▶ **TASK DESCRIPTION**:
List each line of the data in which the string "references" appears.

▶ **INFORMATION PROVIDED**:

use crate::{
    db::DbPool,
    dto::orders::{order_total, OrderDto, OrderItemDto, OrderListResponse, QueryMode},
    entities::{order, order_item, product, user},
    errors::ServiceError,
};
use chrono::{DateTime, Utc};
use rust_decimal::Decimal;
use sea_orm::{
    ConnectionTrait, EntityTrait, FromQueryResult, LoaderTrait, QueryOrder, QuerySelect,
    Statement,
};
use std::collections::HashMap;
use std::sync::Arc;
use std::time::{Duration, Instant};
use tracing::{debug, info, instrument};

/// Number of orders returned by the top-orders query
pub const TOP_ORDERS_LIMIT: u64 = 10;

/// Latest orders first; the subquery limits orders, not joined rows, so an
/// order's items are never cut off. Item columns are NULL for orders
/// without lines.
fn top_orders_sql() -> String {
    format!(
        "SELECT o.id AS order_id, o.created_at AS created_at, o.user_id AS user_id, \
         u.name AS user_name, oi.id AS order_item_id, oi.product_id AS product_id, \
         p.name AS product_name, oi.quantity AS quantity, oi.unit_price AS unit_price \
         FROM (SELECT id, created_at, user_id FROM orders \
               ORDER BY created_at DESC, id DESC LIMIT {limit}) o \
         JOIN users u ON u.id = o.user_id \
         LEFT JOIN order_items oi ON oi.order_id = o.id \
         LEFT JOIN products p ON p.id = oi.product_id \
         ORDER BY o.created_at DESC, o.id DESC, oi.id ASC",
        limit = TOP_ORDERS_LIMIT
    )
}

/// Whole milliseconds, saturating at `u64::MAX`.
fn elapsed_millis(elapsed: Duration) -> u64 {
    u64::try_from(elapsed.as_millis()).unwrap_or(u64::MAX)
}

/// One row of the flat join: an (order, item) pair.
#[derive(Debug, Clone, PartialEq, FromQueryResult)]
pub struct OrderItemRow {
    pub order_id: i32,
    pub created_at: DateTime<Utc>,
    pub user_id: i32,
    pub user_name: String,
    pub order_item_id: Option<i32>,
    pub product_id: Option<i32>,
    pub product_name: Option<String>,
    pub quantity: Option<i32>,
    pub unit_price: Option<Decimal>,
}

impl OrderItemRow {
    fn item(&self) -> Result<Option<OrderItemDto>, ServiceError> {
        let Some(id) = self.order_item_id else {
            return Ok(None);
        };

        match (
            self.product_id,
            self.product_name.as_ref(),
            self.quantity,
            self.unit_price,
        ) {
            (Some(product_id), Some(product_name), Some(quantity), Some(unit_price)) => {
                Ok(Some(OrderItemDto {
                    id,
                    product_id,
                    product_name: product_name.clone(),
                    quantity,
                    unit_price,
                }))
            }
            _ => Err(ServiceError::InternalError(format!(
                "order item {} of order {} has no matching product",
                id, self.order_id
            ))),
        }
    }
}

/// Folds flat join rows into orders, keeping the order in which each order id
/// first appears, then fills in every total.
pub fn group_order_rows(rows: Vec<OrderItemRow>) -> Result<Vec<OrderDto>, ServiceError> {
    let mut orders: Vec<OrderDto> = Vec::new();
    let mut index: HashMap<i32, usize> = HashMap::new();

    for row in rows {
        let item = row.item()?;
        let slot = match index.get(&row.order_id) {
            Some(&slot) => slot,
            None => {
                index.insert(row.order_id, orders.len());
                orders.push(OrderDto {
                    id: row.order_id,
                    created_at: row.created_at,
                    user_id: row.user_id,
                    user_name: row.user_name,
                    total: Decimal::ZERO,
                    items: Vec::new(),
                });
                orders.len() - 1
            }
        };

        if let Some(item) = item {
            orders[slot].items.push(item);
        }
    }

    for order in &mut orders {
        order.total = order_total(&order.items);
    }

    Ok(orders)
}

/// Serves the latest orders with user, items, and products through either
/// query strategy.
#[derive(Clone)]
pub struct OrderAggregationService {
    db: Arc<DbPool>,
}

impl OrderAggregationService {
    pub fn new(db: Arc<DbPool>) -> Self {
        Self { db }
    }

    /// Runs the chosen strategy and reports how long querying and shaping took.
    #[instrument(skip(self, mode), fields(mode = %mode))]
    pub async fn top_orders(&self, mode: QueryMode) -> Result<OrderListResponse, ServiceError> {
        let started = Instant::now();

        let orders = match mode {
            QueryMode::Orm => self.load_via_entities().await?,
            QueryMode::RawSql => self.load_via_sql().await?,
        };

        let elapsed_ms = elapsed_millis(started.elapsed());
        info!(orders = orders.len(), elapsed_ms, "top orders served");

        Ok(OrderListResponse {
            mode,
            orders,
            elapsed_ms,
        })
    }

    /// Entity graph: orders with their user, then items, then each item's
    /// product, all ordered and limited by the database.
    pub async fn load_via_entities(&self) -> Result<Vec<OrderDto>, ServiceError> {
        let db = &*self.db;

        let (orders, users): (Vec<order::Model>, Vec<Option<user::Model>>) =
            order::Entity::find()
                .find_also_related(user::Entity)
                .order_by_desc(order::Column::CreatedAt)
                .order_by_desc(order::Column::Id)
                .limit(TOP_ORDERS_LIMIT)
                .all(db)
                .await?
                .into_iter()
                .unzip();

        if orders.is_empty() {
            return Ok(Vec::new());
        }

        let items_per_order: Vec<Vec<order_item::Model>> = orders
            .load_many(
                order_item::Entity::find().order_by_asc(order_item::Column::Id),
                db,
            )
            .await?;

        let all_items: Vec<order_item::Model> = items_per_order.iter().flatten().cloned().collect();
        let products: HashMap<i32, product::Model> = if all_items.is_empty() {
            HashMap::new()
        } else {
            all_items
                .load_one(product::Entity, db)
                .await?
                .into_iter()
                .flatten()
                .map(|p| (p.id, p))
                .collect()
        };
        debug!(
            orders = orders.len(),
            items = all_items.len(),
            products = products.len(),
            "entity graph loaded"
        );

        orders
            .into_iter()
            .zip(users)
            .zip(items_per_order)
            .map(|((order, user), items)| {
                let user = user.ok_or_else(|| {
                    ServiceError::InternalError(format!(
                        "order {} references missing user {}",
                        order.id, order.user_id
                    ))
                })?;

                let items = items
                    .into_iter()
                    .map(|item| {
                        let product = products.get(&item.product_id).ok_or_else(|| {
                            ServiceError::InternalError(format!(
                                "order item {} references missing product {}",
                                item.id, item.product_id
                            ))
                        })?;
                        Ok(OrderItemDto {
                            id: item.id,
                            product_id: item.product_id,
                            product_name: product.name.clone(),
                            quantity: item.quantity,
                            unit_price: item.unit_price,
                        })
                    })
                    .collect::<Result<Vec<_>, ServiceError>>()?;

                Ok(OrderDto {
                    id: order.id,
                    created_at: order.created_at,
                    user_id: order.user_id,
                    user_name: user.name,
                    total: order_total(&items),
                    items,
                })
            })
            .collect()
    }

    /// Single flat join, decoded into typed rows and grouped in memory.
    pub async fn load_via_sql(&self) -> Result<Vec<OrderDto>, ServiceError> {
        let db = &*self.db;
        let stmt = Statement::from_string(db.get_database_backend(), top_orders_sql());

        let rows = OrderItemRow::find_by_statement(stmt).all(db).await?;
        debug!(rows = rows.len(), "flat join rows fetched");

        group_order_rows(rows)
    }
}

#[cfg(test)]
mod tests {
    use super::*;
    use assert_matches::assert_matches;
    use chrono::TimeZone;
    use rust_decimal_macros::dec;

    fn row(order_id: i32, item: Option<(i32, i32, i32, Decimal)>) -> OrderItemRow {
        OrderItemRow {
            order_id,
            created_at: Utc.with_ymd_and_hms(2024, 6, 1, 12, 0, 0).unwrap(),
            user_id: order_id * 10,
            user_name: format!("User {}", order_id * 10),
            order_item_id: item.map(|(id, ..)| id),
            product_id: item.map(|(_, pid, ..)| pid),
            product_name: item.map(|(_, pid, ..)| format!("Product {pid}")),
            quantity: item.map(|(_, _, q, _)| q),
            unit_price: item.map(|(.., price)| price),
        }
    }

    #[test]
    fn rows_are_grouped_in_first_seen_order() {
        let rows = vec![
            row(5, Some((50, 1, 2, dec!(10.00)))),
            row(5, Some((51, 2, 1, dec!(3.50)))),
            row(3, Some((30, 1, 4, dec!(1.25)))),
            row(9, Some((90, 3, 1, dec!(99.99)))),
        ];

        let orders = group_order_rows(rows).unwrap();
        let ids: Vec<i32> = orders.iter().map(|o| o.id).collect();
        assert_eq!(ids, vec![5, 3, 9]);
        assert_eq!(orders[0].items.len(), 2);
        assert_eq!(orders[0].total, dec!(23.50));
        assert_eq!(orders[1].total, dec!(5.00));
        assert_eq!(orders[2].total, dec!(99.99));
        assert_eq!(orders[0].user_name, "User 50");
    }

    #[test]
    fn order_without_items_has_zero_total() {
        let orders = group_order_rows(vec![row(4, None)]).unwrap();
        assert_eq!(orders.len(), 1);
        assert!(orders[0].items.is_empty());
        assert_eq!(orders[0].total, Decimal::ZERO);
    }

    #[test]
    fn item_without_product_is_an_internal_error() {
        let mut broken = row(1, Some((10, 2, 1, dec!(1.00))));
        broken.product_name = None;
        assert_matches!(
            group_order_rows(vec![broken]),
            Err(ServiceError::InternalError(_))
        );
    }

    #[test]
    fn no_rows_means_no_orders() {
        assert!(group_order_rows(Vec::new()).unwrap().is_empty());
    }

    #[test]
    fn elapsed_millis_saturates() {
        assert_eq!(elapsed_millis(Duration::from_micros(2_500)), 2);
        assert_eq!(elapsed_millis(Duration::MAX), u64::MAX);
    }

    #[test]
    fn sql_limits_orders_before_joining_items() {
        let sql = top_orders_sql();
        assert!(sql.contains("ORDER BY created_at DESC, id DESC LIMIT 10) o"));
        assert!(sql.trim_end().ends_with("ORDER BY o.created_at DESC, o.id DESC, oi.id ASC"));
    }
}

▶ **TASK RESULT**:
                        "order {} references missing user {}",
                                "order item {} references missing product {}",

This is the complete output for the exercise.